## [DIRECTIONS]
For the data below, count the lines that have the string "services" and state that number by itself.

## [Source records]
----------
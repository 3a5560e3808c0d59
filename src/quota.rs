//! Namespace and repository storage accounting.
//!
//! Quotas live on the users table (users and organizations share it), split
//! by repository visibility. Usage is recomputed from active files after
//! every successful commit and adjusted incrementally on repository moves.

use tracing::debug;

use crate::error::{Error, Result};
use crate::store::Store;
use crate::types::Repository;

/// Fail when `used + additional` would exceed the namespace quota for the
/// given visibility class. A null quota means unlimited.
pub fn check_quota(
    store: &dyn Store,
    namespace: &str,
    additional_bytes: i64,
    private: bool,
) -> Result<()> {
    let Some(ns) = store.get_user_by_username(namespace)? else {
        return Err(Error::NotFound);
    };

    let (quota, used) = if private {
        (ns.private_quota_bytes, ns.private_used_bytes)
    } else {
        (ns.public_quota_bytes, ns.public_used_bytes)
    };

    if let Some(quota) = quota {
        if used + additional_bytes > quota {
            let kind = if private { "private" } else { "public" };
            return Err(Error::QuotaExceeded(format!(
                "{kind} storage quota exceeded for '{namespace}': \
                 used {used} + requested {additional_bytes} > quota {quota} bytes"
            )));
        }
    }

    Ok(())
}

/// Incremental adjustment used by repository moves: decrement the source
/// namespace, increment the target.
pub fn increment_storage(
    store: &dyn Store,
    namespace: &str,
    delta: i64,
    private: bool,
) -> Result<()> {
    let Some(ns) = store.get_user_by_username(namespace)? else {
        return Err(Error::NotFound);
    };
    store.add_user_usage(ns.id, delta, private)
}

/// Recompute `Repository.used_bytes` from active files. Returns the new total.
pub fn update_repository_storage(store: &dyn Store, repo: &Repository) -> Result<i64> {
    let total = store.sum_active_file_bytes(repo.id)?;
    store.update_repository_used_bytes(repo.id, total)?;
    debug!("Repository {} storage: {} bytes", repo.full_id, total);
    Ok(total)
}

/// Recompute a namespace's used bytes per visibility class from its
/// repositories.
pub fn update_namespace_storage(store: &dyn Store, namespace: &str) -> Result<()> {
    let Some(ns) = store.get_user_by_username(namespace)? else {
        return Err(Error::NotFound);
    };
    let private = store.sum_namespace_used_bytes(namespace, true)?;
    let public = store.sum_namespace_used_bytes(namespace, false)?;
    store.set_user_usage(ns.id, private, public)
}

#[cfg(test)]
mod tests {
    use super::*;
    use crate::store::{FileUpsert, NewUser, SqliteStore};
    use crate::types::RepoType;

    fn store_with_user(quota: Option<i64>) -> (SqliteStore, i64) {
        let store = SqliteStore::open_in_memory().unwrap();
        store.initialize().unwrap();
        let user = store
            .create_user(&NewUser {
                username: "alice",
                email: None,
                password_hash: None,
                is_org: false,
                private_quota_bytes: None,
                public_quota_bytes: quota,
            })
            .unwrap();
        (store, user.id)
    }

    #[test]
    fn null_quota_is_unlimited() {
        let (store, _) = store_with_user(None);
        assert!(check_quota(&store, "alice", i64::MAX / 2, false).is_ok());
    }

    #[test]
    fn quota_boundary() {
        let (store, id) = store_with_user(Some(100));
        store.add_user_usage(id, 60, false).unwrap();
        assert!(check_quota(&store, "alice", 40, false).is_ok());
        assert!(matches!(
            check_quota(&store, "alice", 41, false),
            Err(Error::QuotaExceeded(_))
        ));
        // Private class has its own (here: unlimited) budget.
        assert!(check_quota(&store, "alice", 1_000_000, true).is_ok());
    }

    #[test]
    fn repository_storage_tracks_active_files_only() {
        let (store, id) = store_with_user(None);
        let repo = store
            .create_repository(RepoType::Model, "alice", "m1", false, id)
            .unwrap();
        for (path, size) in [("a.bin", 70), ("b.bin", 30)] {
            store
                .upsert_file(&FileUpsert {
                    repository: repo.id,
                    path_in_repo: path,
                    size,
                    sha256: "x",
                    lfs: false,
                    owner: id,
                })
                .unwrap();
        }
        assert_eq!(update_repository_storage(&store, &repo).unwrap(), 100);

        store.mark_file_deleted(repo.id, "a.bin").unwrap();
        assert_eq!(update_repository_storage(&store, &repo).unwrap(), 30);

        update_namespace_storage(&store, "alice").unwrap();
        let alice = store.get_user_by_id(id).unwrap().unwrap();
        assert_eq!(alice.public_used_bytes, 30);
        assert_eq!(alice.private_used_bytes, 0);
    }
}
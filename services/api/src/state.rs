//! Application state shared across handlers

use auth::{jwt::JwtService, middleware::SessionVerifier, repositories::SessionRepository};
use sqlx::SqlitePool;
use std::sync::Arc;

use crate::clients::GenerationClient;
use crate::explanations::ExplanationService;
use crate::references::{CollectionStrategy, ReferenceCollector};
use crate::repositories::{
    ImageRepository, ReferenceRepository, RequestRepository, SettingsRepository, VideoRepository,
};
use crate::storage::{ImageStorage, StorageConfig};

/// Application state shared across handlers
#[derive(Clone)]
pub struct AppState {
    pub db_pool: SqlitePool,
    pub videos: VideoRepository,
    pub images: ImageRepository,
    pub settings: SettingsRepository,
    pub requests: RequestRepository,
    pub verifier: SessionVerifier,
    pub collector: ReferenceCollector,
    pub explainer: ExplanationService,
    pub storage: ImageStorage,
    pub max_upload_bytes: usize,
}

impl AppState {
    /// Wire repositories and services over one pool
    ///
    /// Without a strategy, reference collection is disabled.
    pub fn new(
        db_pool: SqlitePool,
        jwt_service: JwtService,
        generator: Arc<dyn GenerationClient>,
        strategy: Option<Arc<dyn CollectionStrategy>>,
        storage_config: &StorageConfig,
    ) -> Self {
        let references = ReferenceRepository::new(db_pool.clone());
        let collector = match strategy {
            Some(strategy) => ReferenceCollector::new(references, strategy),
            None => ReferenceCollector::disabled(references),
        };
        let storage = ImageStorage::new(&storage_config.upload_path);

        Self {
            videos: VideoRepository::new(db_pool.clone()),
            images: ImageRepository::new(db_pool.clone()),
            settings: SettingsRepository::new(db_pool.clone()),
            requests: RequestRepository::new(db_pool.clone()),
            verifier: SessionVerifier::new(jwt_service, SessionRepository::new(db_pool.clone())),
            explainer: ExplanationService::new(
                db_pool.clone(),
                storage.clone(),
                generator,
                collector.clone(),
            ),
            collector,
            storage,
            max_upload_bytes: storage_config.max_bytes,
            db_pool,
        }
    }
}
----------
## [ANSWER TO THIS EXERCISE]
2